Вдруг - внезапно и стремительно - на меня обрушилась мучительная, нестерпимая память о других глазах и губах, прикосновениях и запахе другой женщины. Воспоминание было оглушительным, словно взрыв, ярким, словно вспышка, мгновенным, словно выстрел. Оно ударило меня по лицу, толкнуло в грудь, щёлкнуло в голове электрическим разрядом и... отпустило.
– Извини, - оглушённый, я разжал объятия.
– Мора никогда тебя не отпустит, - сказала Ксеня дрогнувшим голосом и поспешно отвернулась.
* * *
Улица стражей благоухала арбузным мёдом.

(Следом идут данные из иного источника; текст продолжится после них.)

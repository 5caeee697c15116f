//! Port traits between the game logic and the outside world.
//!
//! The session runner only talks to a [`Console`] for input and output, a
//! [`Clock`] for response timing, and a [`ProblemSource`] for questions, so
//! every piece can be swapped for a scripted double in tests.

use std::cell::Cell;
use std::io;
use std::time::{Duration, Instant};

use crate::model::{Difficulty, Problem};

// ---------------------------------------------------------------------------
// Console
// ---------------------------------------------------------------------------

/// Line-oriented interactive input and output.
pub trait Console {
    /// Print one line of output.
    fn write_line(&mut self, line: &str) -> io::Result<()>;

    /// Show `prompt` without a trailing newline and read one line of input.
    ///
    /// The returned line has its line terminator removed. `Ok(None)` means
    /// the input stream is closed.
    fn read_line(&mut self, prompt: &str) -> io::Result<Option<String>>;
}

// ---------------------------------------------------------------------------
// Clock
// ---------------------------------------------------------------------------

/// Monotonic time source used to measure response times.
pub trait Clock {
    fn now(&self) -> Instant;
}

/// The real monotonic clock.
#[derive(Debug, Clone, Copy, Default)]
pub struct SystemClock;

impl Clock for SystemClock {
    fn now(&self) -> Instant {
        Instant::now()
    }
}

/// A clock that advances by a fixed step on every reading.
///
/// Two consecutive readings are exactly `step` apart, which makes the
/// elapsed time of every answered round equal to `step`.
#[derive(Debug)]
pub struct SteppingClock {
    current: Cell<Instant>,
    step: Duration,
}

impl SteppingClock {
    pub fn new(step: Duration) -> Self {
        Self {
            current: Cell::new(Instant::now()),
            step,
        }
    }

    /// Convenience constructor taking the step in seconds.
    pub fn from_secs_f64(step_secs: f64) -> Self {
        Self::new(Duration::from_secs_f64(step_secs))
    }
}

impl Clock for SteppingClock {
    fn now(&self) -> Instant {
        let now = self.current.get();
        self.current.set(now + self.step);
        now
    }
}

// ---------------------------------------------------------------------------
// Problem source
// ---------------------------------------------------------------------------

/// Anything that can hand out the next problem for a difficulty tier.
pub trait ProblemSource {
    fn next_problem(&mut self, difficulty: Difficulty) -> Problem;
}
//! mentalmath CLI: a terminal mental arithmetic trainer.

use std::io;
use std::process;

use clap::Parser;

mod play;

#[derive(Parser)]
#[command(
    name = "mentalmath",
    version,
    about = "Terminal mental arithmetic trainer",
    long_about = "Terminal mental arithmetic trainer.\n\n\
        Answer timed arithmetic problems at easy, medium, or hard difficulty. \
        Fast answers and streaks of correct answers earn bonus points. \
        Type 'quit' at any answer prompt to finish early."
)]
struct Cli {}

#[tokio::main]
async fn main() {
    let filter = tracing_subscriber::EnvFilter::try_from_default_env()
        .unwrap_or_else(|_| tracing_subscriber::EnvFilter::new("mentalmath=warn"));
    tracing_subscriber::fmt()
        .with_env_filter(filter)
        .with_writer(io::stderr)
        .init();

    let Cli {} = Cli::parse();

    // The game blocks on stdin, so it runs off the async workers while the
    // main task waits for either the game or an interrupt.
    let mut game = tokio::task::spawn_blocking(play::execute);

    let result = tokio::select! {
        joined = &mut game => game_result(joined),
        signal = tokio::signal::ctrl_c() => {
            if interrupted(signal) {
                println!("\nGoodbye! (interrupted)");
                process::exit(0);
            }
            game_result(game.await)
        }
    };

    if let Err(e) = result {
        eprintln!("Error: {e:#}");
        process::exit(1);
    }
}

fn game_result(joined: Result<anyhow::Result<()>, tokio::task::JoinError>) -> anyhow::Result<()> {
    joined.unwrap_or_else(|e| Err(anyhow::anyhow!("game task failed: {e}")))
}

/// Whether the Ctrl-C listener fired. A listener that failed to install is
/// logged and the game carries on without interrupt handling.
fn interrupted(signal: io::Result<()>) -> bool {
    match signal {
        Ok(()) => true,
        Err(e) => {
            tracing::warn!("could not listen for Ctrl-C: {e}");
            false
        }
    }
}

Над дворами курились прозрачные дымки, обозначая источники сводящего с ума аромата. Огород Бадариных был убран, огудина скатана в вилки. На её месте гудела и пощёлкивала маленькая жестяная печь, увенчанная широким медным тазом, содержимое которого сосредоточенно помешивал деревянной ложкой дед. У ног его громоздилась россыпь арбузов. С сочным хрустом разрубая их на облезлом садовом столике, хозяин выгребал истекающую сладким соком мякоть, а хозяйка тут же перетирала её через огромное самодельное сито.
Подняв голову в ответ на моё приветствие, она равнодушно кивнула.
Бадарин ополоснул руки из бутыли с водой, молча повёл меня в хату.
Госпитальную палату устроили в маленькой светлой комнатке на первом этаже, - видимо, решили не таскать раненого по лестнице. Он лежал на подушках с закрытыми глазами, но стоило мне приблизиться, посмотрел ясным, совершенно не сонным взором. Лицо его, с печатью пережитой боли, в сумрачном свете, падающем из окна, казалось совсем белым. Кровать, возле которой возвышался штатив для капельницы, да стол у окна, заваленный лекарствами, источающими наводящий уныние больничный запах - вот и вся обстановка.